J Am Acad Orthop Surg Glob Res Rev. 2022 Mar; 6(3): e21.00173.

Outcomes of an Institutional Rapid Recovery Protocol for Total Joint Arthroplasty at a Safety Net Hospital

Adam J. Taylor, MD,corresponding author Robert D. Kay, MD, Jason A. Bryman, MD, Erik Y. Tye, MD, Donald B. Longjohn, MD, Soheil Najibi, MD, PhD, and Robert P. Runner, MD
Hip Knee

Rapid recovery protocols (RRPs) for total joint arthroplasty (TJA) can reduce hospital length of stay (LOS) and improve patient care in select cohorts; however, there is limited literature regarding their utility in marginalized patient populations. This report aimed to evaluate the outcomes of an institutional RRP for TJA at a safety net hospital.

Methods:

A retrospective review of 573 primary TJA patients was done, comparing the standard recovery protocol (n = 294) and RRP cohorts (n = 279).
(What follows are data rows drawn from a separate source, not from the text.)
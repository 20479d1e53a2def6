// src/core/state/stats.rs

//! Connection statistics: aggregate counters plus per-id maps for both bot
//! and worker populations. Purely observational; never consulted by routing.

use crate::core::registry::PeerRole;
use chrono::{DateTime, Utc};
use dashmap::DashMap;
use serde::Serialize;
use std::collections::HashMap;
use std::sync::atomic::{AtomicU64, Ordering};
use std::time::Duration;
use strum_macros::Display;

/// Why a connection left the registry.
#[derive(Debug, Clone, Copy, PartialEq, Eq, Display)]
#[strum(serialize_all = "snake_case")]
pub enum DisconnectReason {
    PeerClosed,
    WriteFailed,
    HeartbeatTimeout,
    Replaced,
    ServerShutdown,
}

/// Holds all state and logic related to gateway-wide statistics.
#[derive(Debug, Default)]
pub struct ConnectionStats {
    total_connections: AtomicU64,
    events_dispatched: AtomicU64,
    events_dropped: AtomicU64,
    actions_forwarded: AtomicU64,
    /// Connected duration recorded at disconnect, keyed by "role:id".
    durations: DashMap<String, Duration>,
    /// Histogram of disconnect reasons, keyed by "role:reason".
    disconnect_reasons: DashMap<String, u64>,
    /// Last inbound activity, keyed by "role:id".
    last_activity: DashMap<String, DateTime<Utc>>,
}

/// A serializable point-in-time copy of the stats, exposed on `/stats`.
#[derive(Debug, Serialize)]
pub struct StatsSnapshot {
    pub total_connections: u64,
    pub events_dispatched: u64,
    pub events_dropped: u64,
    pub actions_forwarded: u64,
    pub disconnect_reasons: HashMap<String, u64>,
    pub connected_durations_ms: HashMap<String, u64>,
    pub last_activity: HashMap<String, DateTime<Utc>>,
}

impl ConnectionStats {
    pub fn new() -> Self {
        Self::default()
    }

    fn key(role: PeerRole, id: &str) -> String {
        format!("{role}:{id}")
    }

    pub fn record_connect(&self) {
        self.total_connections.fetch_add(1, Ordering::Relaxed);
    }

    pub fn record_activity(&self, role: PeerRole, id: &str) {
        self.last_activity.insert(Self::key(role, id), Utc::now());
    }

    pub fn record_disconnect(
        &self,
        role: PeerRole,
        id: &str,
        reason: DisconnectReason,
        connected_for: Duration,
    ) {
        self.durations.insert(Self::key(role, id), connected_for);
        *self
            .disconnect_reasons
            .entry(format!("{role}:{reason}"))
            .or_insert(0) += 1;
        self.last_activity.remove(&Self::key(role, id));
    }

    pub fn record_dispatch(&self) {
        self.events_dispatched.fetch_add(1, Ordering::Relaxed);
    }

    pub fn record_drop(&self) {
        self.events_dropped.fetch_add(1, Ordering::Relaxed);
    }

    pub fn record_action(&self) {
        self.actions_forwarded.fetch_add(1, Ordering::Relaxed);
    }

    pub fn total_connections(&self) -> u64 {
        self.total_connections.load(Ordering::Relaxed)
    }

    pub fn events_dropped(&self) -> u64 {
        self.events_dropped.load(Ordering::Relaxed)
    }

    pub fn disconnect_count(&self, role: PeerRole, reason: DisconnectReason) -> u64 {
        self.disconnect_reasons
            .get(&format!("{role}:{reason}"))
            .map(|v| *v)
            .unwrap_or(0)
    }

    pub fn snapshot(&self) -> StatsSnapshot {
        StatsSnapshot {
            total_connections: self.total_connections.load(Ordering::Relaxed),
            events_dispatched: self.events_dispatched.load(Ordering::Relaxed),
            events_dropped: self.events_dropped.load(Ordering::Relaxed),
            actions_forwarded: self.actions_forwarded.load(Ordering::Relaxed),
            disconnect_reasons: self
                .disconnect_reasons
                .iter()
                .map(|e| (e.key().clone(), *e.value()))
                .collect(),
            connected_durations_ms: self
                .durations
                .iter()
                .map(|e| (e.key().clone(), e.value().as_millis() as u64))
                .collect(),
            last_activity: self
                .last_activity
                .iter()
                .map(|e| (e.key().clone(), *e.value()))
                .collect(),
        }
    }
}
Measured outcomes included LOS, 90-day complications, revision surgeries, readmissions, and emergency department visits.

Results:

The mean LOS reduced from 3.0 ± 3.1 days in the standard recovery protocol cohort to 1.6 ± 0.9 days in the RRP cohort (P < 0.001). The RRP cohort had significantly fewer 90-day complications (11.1% versus 21.4%, P = 0.005), readmissions (1.4% versus 5.8%, P = 0.007), and revision surgeries (1.4% versus 4.4%, P = 0.047).

Conclusion:

A RRP for primary TJA can be successfully implemented at a safety net hospital with a shorter LOS and fewer acute adverse events. Such protocols require a coordinated, multidisciplinary effort with strict adherence to evidence-based practices to provide high-quality, value-based surgical health care to an underserved cohort.